Nano-MIP based sensor for penicillin G: Sensitive layer and analytical validation

We herein report the synthesis of novel Penicillin G (PenG) imprinted polymer nanoparticles (MIPs) via inverse miniemulsion polymerization. Nanoscaled co-polymer particles consisting of N-(2-aminoethyl) methacrylamide hydrochloride as functional monomer and N,N'-Ethylenebisacrylamide as crosslinker have been synthesized in the presence of PenG. These particles have been applied to form a sensitive layer for label-free direct optical sensing of Penicillin G. As reference material non-imprinted particles (NIPs) were used. The particles were characterized via scanning electron microscopy (SEM) and dynamic light scattering (DLS). Particles in the size of ≈400 nm (z-average) and a low polydispersity index (PDI < 0.05) were observed. Azide modified MIPs/NIPs were covalently immobilized on alkyne-modified glass transducers by Cu(I) catalyzed 1,3-dipolar cycloaddition. The resulting particle-modified transducers served as sensing layer in an optical sensor setup (Reflectomteric Interference Spectroscopy - RIfS). To prove its reliability and stability the transducer was tested in 78 reproducible PenG measurements over the course of 26 h. The response time of the sensor was ≈1 min.
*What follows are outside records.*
use std::{fmt, sync::Arc};

use communicator::Communicator;

use crate::{GlobalOrdinal, LinalgError, LinalgResult};

/// Contiguous assignment of global indices to the participants of a group.
///
/// Rank `r` owns the half-open range `[index_base + offsets[r], index_base + offsets[r + 1])`.
/// The offsets are replicated on every participant, so ownership queries never communicate.
#[derive(Debug)]
pub struct Map<C: Communicator> {
    comm: Arc<C>,
    num_global: u64,
    index_base: GlobalOrdinal,
    offsets: Vec<u64>,
}

impl<C: Communicator> Map<C> {
    /// Uniform contiguous map: every rank owns `num_global / P` indices and the first
    /// `num_global % P` ranks own one more.
    pub fn new(num_global: u64, index_base: GlobalOrdinal, comm: Arc<C>) -> LinalgResult<Self> {
        Self::check_overflow(num_global, index_base)?;

        let world_size = comm.world_size() as u64;
        let quotient = num_global / world_size;
        let remainder = num_global % world_size;
        let offsets = (0..=world_size)
            .map(|r| r * quotient + r.min(remainder))
            .collect();

        let map = Self {
            comm,
            num_global,
            index_base,
            offsets,
        };
        log::debug!("{}", map);
        Ok(map)
    }

    /// Contiguous map in which this rank owns `num_local` indices.
    ///
    /// Collective. The global count is the sum of all local counts; when `num_global` is
    /// supplied it must agree with that sum.
    pub fn with_local_count(
        num_global: Option<u64>,
        num_local: usize,
        index_base: GlobalOrdinal,
        comm: Arc<C>,
    ) -> LinalgResult<Self> {
        let counts = comm.all_gather_u64(num_local as u64);
        let mut offsets = Vec::with_capacity(counts.len() + 1);
        offsets.push(0u64);
        for count in counts {
            offsets.push(offsets[offsets.len() - 1] + count);
        }

        let computed = offsets[offsets.len() - 1];
        if let Some(supplied) = num_global {
            if supplied != computed {
                return Err(LinalgError::GlobalCountMismatch { supplied, computed });
            }
        }
        Self::check_overflow(computed, index_base)?;

        let map = Self {
            comm,
            num_global: computed,
            index_base,
            offsets,
        };
        log::debug!("{}", map);
        Ok(map)
    }

    fn check_overflow(num_global: u64, index_base: GlobalOrdinal) -> LinalgResult<()> {
        GlobalOrdinal::try_from(num_global)
            .ok()
            .and_then(|n| index_base.checked_add(n))
            .map(|_| ())
            .ok_or(LinalgError::GlobalIndexOverflow {
                index_base,
                num_global,
            })
    }

    #[inline(always)]
    pub fn comm(&self) -> &Arc<C> {
        &self.comm
    }

    #[inline(always)]
    pub fn num_global_elements(&self) -> u64 {
        self.num_global
    }

    #[inline(always)]
    pub fn num_local_elements(&self) -> usize {
        let rank = self.comm.world_rank();
        (self.offsets[rank + 1] - self.offsets[rank]) as usize
    }

    #[inline(always)]
    pub fn index_base(&self) -> GlobalOrdinal {
        self.index_base
    }

    #[inline]
    fn first_local(&self) -> GlobalOrdinal {
        self.index_base + self.offsets[self.comm.world_rank()] as GlobalOrdinal
    }

    /// Smallest global index owned here, `None` when this rank owns nothing
    pub fn min_global_index(&self) -> Option<GlobalOrdinal> {
        (self.num_local_elements() > 0).then(|| self.first_local())
    }

    pub fn max_global_index(&self) -> Option<GlobalOrdinal> {
        let n = self.num_local_elements();
        (n > 0).then(|| self.first_local() + n as GlobalOrdinal - 1)
    }

    pub fn min_all_global_index(&self) -> Option<GlobalOrdinal> {
        (self.num_global > 0).then_some(self.index_base)
    }

    pub fn max_all_global_index(&self) -> Option<GlobalOrdinal> {
        (self.num_global > 0).then(|| self.index_base + self.num_global as GlobalOrdinal - 1)
    }

    /// Global index of local index `local`
    pub fn global_index(&self, local: usize) -> Option<GlobalOrdinal> {
        (local < self.num_local_elements()).then(|| self.first_local() + local as GlobalOrdinal)
    }

    /// Local index of global index `global`, if this rank owns it
    pub fn local_index(&self, global: GlobalOrdinal) -> Option<usize> {
        let local = global.checked_sub(self.first_local())?;
        usize::try_from(local)
            .ok()
            .filter(|&l| l < self.num_local_elements())
    }

    #[inline]
    pub fn is_node_global_element(&self, global: GlobalOrdinal) -> bool {
        self.local_index(global).is_some()
    }

    #[inline]
    pub fn is_node_local_element(&self, local: usize) -> bool {
        local < self.num_local_elements()
    }

    /// Rank owning global index `global`, `None` when it is outside the map
    pub fn owner_rank(&self, global: GlobalOrdinal) -> Option<usize> {
        let offset = global
            .checked_sub(self.index_base)
            .and_then(|o| u64::try_from(o).ok())
            .filter(|&o| o < self.num_global)?;
        Some(self.offsets.partition_point(|&start| start <= offset) - 1)
    }

    /// Same number of indices on every rank, so local data can be combined element-wise
    pub fn is_compatible(&self, other: &Map<C>) -> bool {
        self.offsets == other.offsets
    }

    /// Same global indices on every rank
    pub fn is_same_as(&self, other: &Map<C>) -> bool {
        std::ptr::eq(self, other)
            || (self.index_base == other.index_base && self.is_compatible(other))
    }
}

impl<C: Communicator> fmt::Display for Map<C> {
    fn fmt(&self, f: &mut fmt::Formatter<'_>) -> fmt::Result {
        write!(
            f,
            "Map: {} global elements, index base {}, rank {} of {} owns {} starting at {}",
            self.num_global,
            self.index_base,
            self.comm.world_rank(),
            self.comm.world_size(),
            self.num_local_elements(),
            self.first_local()
        )
    }
}

#[cfg(test)]
mod tests {
    use communicator::ThreadCommunicator;

    use super::*;

    fn single() -> Arc<ThreadCommunicator> {
        Arc::new(ThreadCommunicator::world(1).unwrap().remove(0))
    }

    #[test]
    fn test_single_participant_owns_everything() {
        let map = Map::new(5, 0, single()).unwrap();
        assert_eq!(map.num_global_elements(), 5);
        assert_eq!(map.num_local_elements(), 5);
        assert_eq!(map.min_global_index(), Some(0));
        assert_eq!(map.max_global_index(), Some(4));
        assert_eq!(map.global_index(3), Some(3));
        assert_eq!(map.global_index(5), None);
        assert!(map.is_node_local_element(4));
        assert!(!map.is_node_local_element(5));
        assert_eq!(map.local_index(4), Some(4));
        assert_eq!(map.local_index(-1), None);
        assert_eq!(map.owner_rank(4), Some(0));
        assert_eq!(map.owner_rank(5), None);
    }

    #[test]
    fn test_index_base_shifts_global_indices() {
        let map = Map::new(3, 10, single()).unwrap();
        assert_eq!(map.min_all_global_index(), Some(10));
        assert_eq!(map.max_all_global_index(), Some(12));
        assert_eq!(map.local_index(11), Some(1));
        assert!(!map.is_node_global_element(9));
        assert!(!map.is_node_global_element(13));
    }

    #[test]
    fn test_empty_map() {
        let map = Map::new(0, 0, single()).unwrap();
        assert_eq!(map.num_local_elements(), 0);
        assert_eq!(map.min_global_index(), None);
        assert_eq!(map.max_all_global_index(), None);
        assert_eq!(map.owner_rank(0), None);
    }

    #[test]
    fn test_overflow_rejected() {
        assert_eq!(
            Map::new(10, GlobalOrdinal::MAX - 5, single()).unwrap_err(),
            LinalgError::GlobalIndexOverflow {
                index_base: GlobalOrdinal::MAX - 5,
                num_global: 10
            }
        );
        assert!(Map::new(u64::MAX, 0, single()).is_err());
    }

    #[test]
    fn test_local_count_mismatch() {
        assert_eq!(
            Map::with_local_count(Some(6), 5, 0, single()).unwrap_err(),
            LinalgError::GlobalCountMismatch {
                supplied: 6,
                computed: 5
            }
        );
        let map = Map::with_local_count(None, 5, 0, single()).unwrap();
        assert_eq!(map.num_global_elements(), 5);
    }
}
use std::sync::Arc;

use clap::{Parser, ValueEnum};
use communicator::{spawn_world, MPICommunicator};
use vector_driver::{run, DriverResult};

#[derive(Debug, Clone, Copy, PartialEq, Eq, ValueEnum)]
enum Backend {
    /// one MPI process per participant, launched with mpiexec
    Mpi,
    /// one thread per participant inside this process
    Threads,
}

/// Builds a distributed vector, prints its norm and local entries, then overwrites them.
#[derive(Parser, Debug)]
#[command(author, version, about, long_about = None)]
struct Args {
    /// Participant group backend
    #[arg(short, long, value_enum, default_value_t = Backend::Mpi)]
    backend: Backend,

    /// Number of participants, thread backend only
    #[arg(short = 'n', long, default_value_t = 4)]
    participants: usize,
}

fn run_mpi() -> DriverResult<()> {
    let comm = Arc::new(MPICommunicator::new()?);
    run(comm, &mut std::io::stdout())?;
    Ok(())
}

fn run_threads(participants: usize) -> DriverResult<()> {
    spawn_world(participants, |comm| {
        run(Arc::new(comm), &mut std::io::stdout())
    })?
    .into_iter()
    .collect::<DriverResult<Vec<_>>>()?;
    Ok(())
}

fn main() {
    env_logger::init();
    let args = Args::parse();
    log::debug!("{:?}", args);

    let result = match args.backend {
        Backend::Mpi => run_mpi(),
        Backend::Threads => run_threads(args.participants),
    };

    if let Err(e) = result {
        log::error!("{}", e);
        std::process::exit(1);
    }
}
For sensor calibration 14 randomized triplicate concentration dependency measurements for MIP and NIP transducers were conducted with different PenG concentrations ranging from 0.0015-0.0195 mol/L. MIP binding signals were significantly higher compared to the NIP. Determined recovery rates of three different transducers were in the range of 70-120 % which indicates a good chip to chip reproducibility. Sensor cross sensitivities between PenG and its structural buildings blocks phenylacetic acid and 6-aminopenicillanic acid were evaluated indicating a high selectivity for the presented sensor system.